---------- Available data
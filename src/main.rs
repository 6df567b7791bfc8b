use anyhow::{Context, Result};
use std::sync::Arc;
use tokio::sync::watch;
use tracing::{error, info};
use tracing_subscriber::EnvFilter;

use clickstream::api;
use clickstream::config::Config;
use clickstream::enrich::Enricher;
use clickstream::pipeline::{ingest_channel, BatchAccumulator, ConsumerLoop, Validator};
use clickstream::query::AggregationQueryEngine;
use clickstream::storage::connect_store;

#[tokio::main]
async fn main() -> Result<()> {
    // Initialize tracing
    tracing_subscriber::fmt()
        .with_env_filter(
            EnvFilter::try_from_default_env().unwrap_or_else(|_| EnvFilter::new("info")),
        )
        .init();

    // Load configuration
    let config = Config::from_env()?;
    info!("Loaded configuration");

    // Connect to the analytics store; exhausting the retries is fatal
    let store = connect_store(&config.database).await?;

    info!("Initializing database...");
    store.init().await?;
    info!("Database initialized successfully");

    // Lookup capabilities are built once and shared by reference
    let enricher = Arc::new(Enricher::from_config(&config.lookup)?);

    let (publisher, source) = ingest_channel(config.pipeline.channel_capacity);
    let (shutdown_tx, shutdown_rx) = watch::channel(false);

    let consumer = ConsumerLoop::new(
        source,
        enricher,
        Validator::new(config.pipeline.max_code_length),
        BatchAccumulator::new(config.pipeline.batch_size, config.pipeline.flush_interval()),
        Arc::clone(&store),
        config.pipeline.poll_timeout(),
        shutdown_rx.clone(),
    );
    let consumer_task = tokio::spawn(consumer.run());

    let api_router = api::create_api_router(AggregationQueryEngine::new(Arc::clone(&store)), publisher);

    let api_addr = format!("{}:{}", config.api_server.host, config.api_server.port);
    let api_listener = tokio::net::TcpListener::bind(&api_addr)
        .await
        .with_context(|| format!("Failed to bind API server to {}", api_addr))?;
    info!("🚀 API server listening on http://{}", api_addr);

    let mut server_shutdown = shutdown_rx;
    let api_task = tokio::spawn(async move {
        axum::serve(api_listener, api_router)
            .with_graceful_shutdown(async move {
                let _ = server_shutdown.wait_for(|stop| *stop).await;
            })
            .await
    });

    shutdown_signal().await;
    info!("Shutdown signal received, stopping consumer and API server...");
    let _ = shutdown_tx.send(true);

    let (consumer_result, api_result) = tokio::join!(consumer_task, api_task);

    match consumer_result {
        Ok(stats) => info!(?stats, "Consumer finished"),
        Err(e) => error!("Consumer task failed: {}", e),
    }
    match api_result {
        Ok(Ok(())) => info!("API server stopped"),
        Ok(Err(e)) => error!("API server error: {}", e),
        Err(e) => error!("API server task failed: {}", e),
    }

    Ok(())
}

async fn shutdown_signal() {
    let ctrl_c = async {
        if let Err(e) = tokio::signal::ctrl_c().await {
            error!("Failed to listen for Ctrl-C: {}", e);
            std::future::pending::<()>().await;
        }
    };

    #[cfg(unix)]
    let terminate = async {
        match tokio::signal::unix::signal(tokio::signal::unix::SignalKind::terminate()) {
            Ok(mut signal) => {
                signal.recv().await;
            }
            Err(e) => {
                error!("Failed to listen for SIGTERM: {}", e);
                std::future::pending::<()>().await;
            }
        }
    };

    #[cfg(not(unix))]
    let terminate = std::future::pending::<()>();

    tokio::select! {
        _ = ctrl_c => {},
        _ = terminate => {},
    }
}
--------------------
---------- Available data
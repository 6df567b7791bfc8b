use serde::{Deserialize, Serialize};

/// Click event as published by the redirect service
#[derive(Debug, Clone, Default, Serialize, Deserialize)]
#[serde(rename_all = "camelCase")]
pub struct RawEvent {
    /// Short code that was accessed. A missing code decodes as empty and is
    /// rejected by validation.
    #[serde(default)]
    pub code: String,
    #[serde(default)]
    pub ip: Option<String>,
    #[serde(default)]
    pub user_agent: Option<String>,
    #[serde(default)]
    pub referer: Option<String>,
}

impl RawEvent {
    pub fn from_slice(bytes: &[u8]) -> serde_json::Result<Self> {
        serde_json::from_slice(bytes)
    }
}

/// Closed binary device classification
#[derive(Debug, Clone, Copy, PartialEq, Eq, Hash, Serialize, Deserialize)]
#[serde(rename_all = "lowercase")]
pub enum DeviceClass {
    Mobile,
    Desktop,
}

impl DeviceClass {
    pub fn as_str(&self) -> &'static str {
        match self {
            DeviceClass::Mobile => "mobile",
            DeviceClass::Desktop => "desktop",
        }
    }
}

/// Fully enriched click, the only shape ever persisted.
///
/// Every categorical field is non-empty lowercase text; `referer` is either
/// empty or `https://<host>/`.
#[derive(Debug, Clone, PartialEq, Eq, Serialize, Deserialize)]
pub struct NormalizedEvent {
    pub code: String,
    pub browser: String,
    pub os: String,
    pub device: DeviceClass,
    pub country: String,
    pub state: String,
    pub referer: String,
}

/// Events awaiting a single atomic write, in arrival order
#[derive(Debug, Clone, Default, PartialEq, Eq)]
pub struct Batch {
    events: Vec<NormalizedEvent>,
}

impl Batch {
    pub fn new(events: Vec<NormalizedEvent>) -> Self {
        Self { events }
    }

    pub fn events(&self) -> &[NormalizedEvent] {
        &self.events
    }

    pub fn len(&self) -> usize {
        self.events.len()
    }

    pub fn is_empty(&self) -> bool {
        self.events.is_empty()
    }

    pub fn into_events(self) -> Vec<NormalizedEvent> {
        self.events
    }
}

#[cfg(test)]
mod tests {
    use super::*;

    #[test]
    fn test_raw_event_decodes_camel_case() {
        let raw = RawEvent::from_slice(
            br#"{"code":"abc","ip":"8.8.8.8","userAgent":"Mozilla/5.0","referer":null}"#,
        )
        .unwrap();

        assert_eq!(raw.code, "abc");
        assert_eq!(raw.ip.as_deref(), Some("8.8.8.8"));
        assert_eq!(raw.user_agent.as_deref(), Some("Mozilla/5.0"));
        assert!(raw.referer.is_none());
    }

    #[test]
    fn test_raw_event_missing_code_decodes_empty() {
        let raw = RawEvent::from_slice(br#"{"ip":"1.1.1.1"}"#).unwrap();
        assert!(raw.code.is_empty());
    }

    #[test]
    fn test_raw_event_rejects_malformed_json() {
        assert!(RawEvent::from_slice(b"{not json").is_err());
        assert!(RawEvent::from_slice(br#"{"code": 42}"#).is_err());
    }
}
--------------------
**Exercise**
Transcribe the lines above between the line holding "filename src/main.rs" and the line holding "use clickstream::storage::connect_store;", inclusive, exactly as they stand and with nothing added.

**Final answer**
filename src/main.rs
repository 6df567b7791bfc8b
use anyhow::{Context, Result};
use std::sync::Arc;
use tokio::sync::watch;
use tracing::{error, info};
use tracing_subscriber::EnvFilter;

use clickstream::api;
use clickstream::config::Config;
use clickstream::enrich::Enricher;
use clickstream::pipeline::{ingest_channel, BatchAccumulator, ConsumerLoop, Validator};
use clickstream::query::AggregationQueryEngine;
use clickstream::storage::connect_store;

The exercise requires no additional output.